> _Assignment_
The expected response is the entire set of entries, copied exactly.

━━━━━ Input data ━━━━━

//! Response envelopes.
//!
//! Reads respond with `{ "data": ... }`. Mutations add the cache tags they
//! invalidated so clients holding their own caches can drop the same
//! entries.

use serde::Serialize;
use sitelink_core::cache::{CacheTag, Mutation};

/// Standard `{ "data": T }` response envelope.
#[derive(Debug, Serialize)]
pub struct DataResponse<T: Serialize> {
    pub data: T,
}

/// `{ "data": T, "invalidates": [...] }` envelope for mutations.
#[derive(Debug, Serialize)]
pub struct MutationResponse<T: Serialize> {
    pub data: T,
    pub invalidates: Vec<CacheTag>,
}

impl<T: Serialize> From<Mutation<T>> for MutationResponse<T> {
    fn from(mutation: Mutation<T>) -> Self {
        Self {
            data: mutation.value,
            invalidates: mutation.invalidates,
        }
    }
}
//! Project thread entity model.

use serde::{Deserialize, Serialize};
use sitelink_core::roles::Party;
use sitelink_core::threads::{can_post, ThreadSortKey, ThreadType};
use sitelink_core::types::{DbId, Timestamp};
use sqlx::FromRow;

/// A row from the `project_threads` table.
#[derive(Debug, Clone, PartialEq, FromRow, Serialize, Deserialize)]
pub struct ProjectThread {
    pub id: DbId,
    /// `None` for direct threads.
    pub project_id: Option<DbId>,
    /// The general contractor side of the conversation.
    pub gc_user_id: DbId,
    /// `None` for announcement threads.
    pub trade_profile_id: Option<DbId>,
    #[sqlx(try_from = "String")]
    pub thread_type: ThreadType,
    pub last_message_at: Option<Timestamp>,
    pub last_message_preview: Option<String>,
    pub pinned: bool,
    pub archived: bool,
    pub unread_count_gc: i32,
    pub unread_count_trade: i32,
    pub created_at: Timestamp,
    pub updated_at: Timestamp,
}

impl ProjectThread {
    pub fn is_announcement(&self) -> bool {
        self.thread_type.is_announcement()
    }

    pub fn is_project(&self) -> bool {
        self.thread_type.is_project()
    }

    pub fn is_direct(&self) -> bool {
        self.thread_type.is_direct()
    }

    /// Whether `party` may post into this thread.
    pub fn accepts_posts_from(&self, party: Party) -> bool {
        can_post(self.thread_type, party)
    }

    /// Unread counter of `party`.
    pub fn unread_for(&self, party: Party) -> i32 {
        match party {
            Party::Gc => self.unread_count_gc,
            Party::Trade => self.unread_count_trade,
        }
    }

    pub fn sort_key(&self) -> ThreadSortKey {
        ThreadSortKey {
            id: self.id,
            thread_type: self.thread_type,
            pinned: self.pinned,
            last_message_at: self.last_message_at,
        }
    }

    /// The unique logical key this thread occupies.
    pub fn key(&self) -> Option<ThreadKey> {
        match self.thread_type {
            ThreadType::Announcement => Some(ThreadKey::Announcement {
                project_id: self.project_id?,
            }),
            ThreadType::Project => Some(ThreadKey::Project {
                project_id: self.project_id?,
                trade_profile_id: self.trade_profile_id?,
            }),
            ThreadType::Direct => Some(ThreadKey::Direct {
                gc_user_id: self.gc_user_id,
                trade_profile_id: self.trade_profile_id?,
            }),
        }
    }
}

/// Logical uniqueness key of a thread. One thread exists per key.
#[derive(Debug, Clone, Copy, PartialEq, Eq, Hash)]
pub enum ThreadKey {
    Announcement {
        project_id: DbId,
    },
    Project {
        project_id: DbId,
        trade_profile_id: DbId,
    },
    Direct {
        gc_user_id: DbId,
        trade_profile_id: DbId,
    },
}

/// DTO for ensuring a thread exists. Counters start at zero and timestamps
/// at `NULL`.
#[derive(Debug, Clone, PartialEq)]
pub struct NewThread {
    pub key: ThreadKey,
    pub gc_user_id: DbId,
}

impl NewThread {
    pub fn announcement(project_id: DbId, gc_user_id: DbId) -> Self {
        Self {
            key: ThreadKey::Announcement { project_id },
            gc_user_id,
        }
    }

    pub fn project(project_id: DbId, trade_profile_id: DbId, gc_user_id: DbId) -> Self {
        Self {
            key: ThreadKey::Project {
                project_id,
                trade_profile_id,
            },
            gc_user_id,
        }
    }

    pub fn direct(gc_user_id: DbId, trade_profile_id: DbId) -> Self {
        Self {
            key: ThreadKey::Direct {
                gc_user_id,
                trade_profile_id,
            },
            gc_user_id,
        }
    }

    pub fn thread_type(&self) -> ThreadType {
        match self.key {
            ThreadKey::Announcement { .. } => ThreadType::Announcement,
            ThreadKey::Project { .. } => ThreadType::Project,
            ThreadKey::Direct { .. } => ThreadType::Direct,
        }
    }

    pub fn project_id(&self) -> Option<DbId> {
        match self.key {
            ThreadKey::Announcement { project_id } | ThreadKey::Project { project_id, .. } => {
                Some(project_id)
            }
            ThreadKey::Direct { .. } => None,
        }
    }

    pub fn trade_profile_id(&self) -> Option<DbId> {
        match self.key {
            ThreadKey::Announcement { .. } => None,
            ThreadKey::Project {
                trade_profile_id, ..
            }
            | ThreadKey::Direct {
                trade_profile_id, ..
            } => Some(trade_profile_id),
        }
    }
}

/// Boolean thread flags toggled by the thread owner.
#[derive(Debug, Clone, Copy, PartialEq, Eq)]
pub enum ThreadFlag {
    Pinned,
    Archived,
}

impl ThreadFlag {
    pub fn column(self) -> &'static str {
        match self {
            ThreadFlag::Pinned => "pinned",
            ThreadFlag::Archived => "archived",
        }
    }
}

━━━━━

> _Task output_
//! Response envelopes.
//!
//! Reads respond with `{ "data": ... }`. Mutations add the cache tags they
//! invalidated so clients holding their own caches can drop the same
//! entries.

use serde::Serialize;
use sitelink_core::cache::{CacheTag, Mutation};

/// Standard `{ "data": T }` response envelope.
#[derive(Debug, Serialize)]
pub struct DataResponse<T: Serialize> {
    pub data: T,
}

/// `{ "data": T, "invalidates": [...] }` envelope for mutations.
#[derive(Debug, Serialize)]
pub struct MutationResponse<T: Serialize> {
    pub data: T,
    pub invalidates: Vec<CacheTag>,
}

impl<T: Serialize> From<Mutation<T>> for MutationResponse<T> {
    fn from(mutation: Mutation<T>) -> Self {
        Self {
            data: mutation.value,
            invalidates: mutation.invalidates,
        }
    }
}
//! Project thread entity model.

use serde::{Deserialize, Serialize};
use sitelink_core::roles::Party;
use sitelink_core::threads::{can_post, ThreadSortKey, ThreadType};
use sitelink_core::types::{DbId, Timestamp};
use sqlx::FromRow;

/// A row from the `project_threads` table.
#[derive(Debug, Clone, PartialEq, FromRow, Serialize, Deserialize)]
pub struct ProjectThread {
    pub id: DbId,
    /// `None` for direct threads.
    pub project_id: Option<DbId>,
    /// The general contractor side of the conversation.
    pub gc_user_id: DbId,
    /// `None` for announcement threads.
    pub trade_profile_id: Option<DbId>,
    #[sqlx(try_from = "String")]
    pub thread_type: ThreadType,
    pub last_message_at: Option<Timestamp>,
    pub last_message_preview: Option<String>,
    pub pinned: bool,
    pub archived: bool,
    pub unread_count_gc: i32,
    pub unread_count_trade: i32,
    pub created_at: Timestamp,
    pub updated_at: Timestamp,
}

impl ProjectThread {
    pub fn is_announcement(&self) -> bool {
        self.thread_type.is_announcement()
    }

    pub fn is_project(&self) -> bool {
        self.thread_type.is_project()
    }

    pub fn is_direct(&self) -> bool {
        self.thread_type.is_direct()
    }

    /// Whether `party` may post into this thread.
    pub fn accepts_posts_from(&self, party: Party) -> bool {
        can_post(self.thread_type, party)
    }

    /// Unread counter of `party`.
    pub fn unread_for(&self, party: Party) -> i32 {
        match party {
            Party::Gc => self.unread_count_gc,
            Party::Trade => self.unread_count_trade,
        }
    }

    pub fn sort_key(&self) -> ThreadSortKey {
        ThreadSortKey {
            id: self.id,
            thread_type: self.thread_type,
            pinned: self.pinned,
            last_message_at: self.last_message_at,
        }
    }

    /// The unique logical key this thread occupies.
    pub fn key(&self) -> Option<ThreadKey> {
        match self.thread_type {
            ThreadType::Announcement => Some(ThreadKey::Announcement {
                project_id: self.project_id?,
            }),
            ThreadType::Project => Some(ThreadKey::Project {
                project_id: self.project_id?,
                trade_profile_id: self.trade_profile_id?,
            }),
            ThreadType::Direct => Some(ThreadKey::Direct {
                gc_user_id: self.gc_user_id,
                trade_profile_id: self.trade_profile_id?,
            }),
        }
    }
}

/// Logical uniqueness key of a thread. One thread exists per key.
#[derive(Debug, Clone, Copy, PartialEq, Eq, Hash)]
pub enum ThreadKey {
    Announcement {
        project_id: DbId,
    },
    Project {
        project_id: DbId,
        trade_profile_id: DbId,
    },
    Direct {
        gc_user_id: DbId,
        trade_profile_id: DbId,
    },
}

/// DTO for ensuring a thread exists. Counters start at zero and timestamps
/// at `NULL`.
#[derive(Debug, Clone, PartialEq)]
pub struct NewThread {
    pub key: ThreadKey,
    pub gc_user_id: DbId,
}

impl NewThread {
    pub fn announcement(project_id: DbId, gc_user_id: DbId) -> Self {
        Self {
            key: ThreadKey::Announcement { project_id },
            gc_user_id,
        }
    }

    pub fn project(project_id: DbId, trade_profile_id: DbId, gc_user_id: DbId) -> Self {
        Self {
            key: ThreadKey::Project {
                project_id,
                trade_profile_id,
            },
            gc_user_id,
        }
    }

    pub fn direct(gc_user_id: DbId, trade_profile_id: DbId) -> Self {
        Self {
            key: ThreadKey::Direct {
                gc_user_id,
                trade_profile_id,
            },
            gc_user_id,
        }
    }

    pub fn thread_type(&self) -> ThreadType {
        match self.key {
            ThreadKey::Announcement { .. } => ThreadType::Announcement,
            ThreadKey::Project { .. } => ThreadType::Project,
            ThreadKey::Direct { .. } => ThreadType::Direct,
        }
    }

    pub fn project_id(&self) -> Option<DbId> {
        match self.key {
            ThreadKey::Announcement { project_id } | ThreadKey::Project { project_id, .. } => {
                Some(project_id)
            }
            ThreadKey::Direct { .. } => None,
        }
    }

    pub fn trade_profile_id(&self) -> Option<DbId> {
        match self.key {
            ThreadKey::Announcement { .. } => None,
            ThreadKey::Project {
                trade_profile_id, ..
            }
            | ThreadKey::Direct {
                trade_profile_id, ..
            } => Some(trade_profile_id),
        }
    }
}

/// Boolean thread flags toggled by the thread owner.
#[derive(Debug, Clone, Copy, PartialEq, Eq)]
pub enum ThreadFlag {
    Pinned,
    Archived,
}

impl ThreadFlag {
    pub fn column(self) -> &'static str {
        match self {
            ThreadFlag::Pinned => "pinned",
            ThreadFlag::Archived => "archived",
        }
    }
}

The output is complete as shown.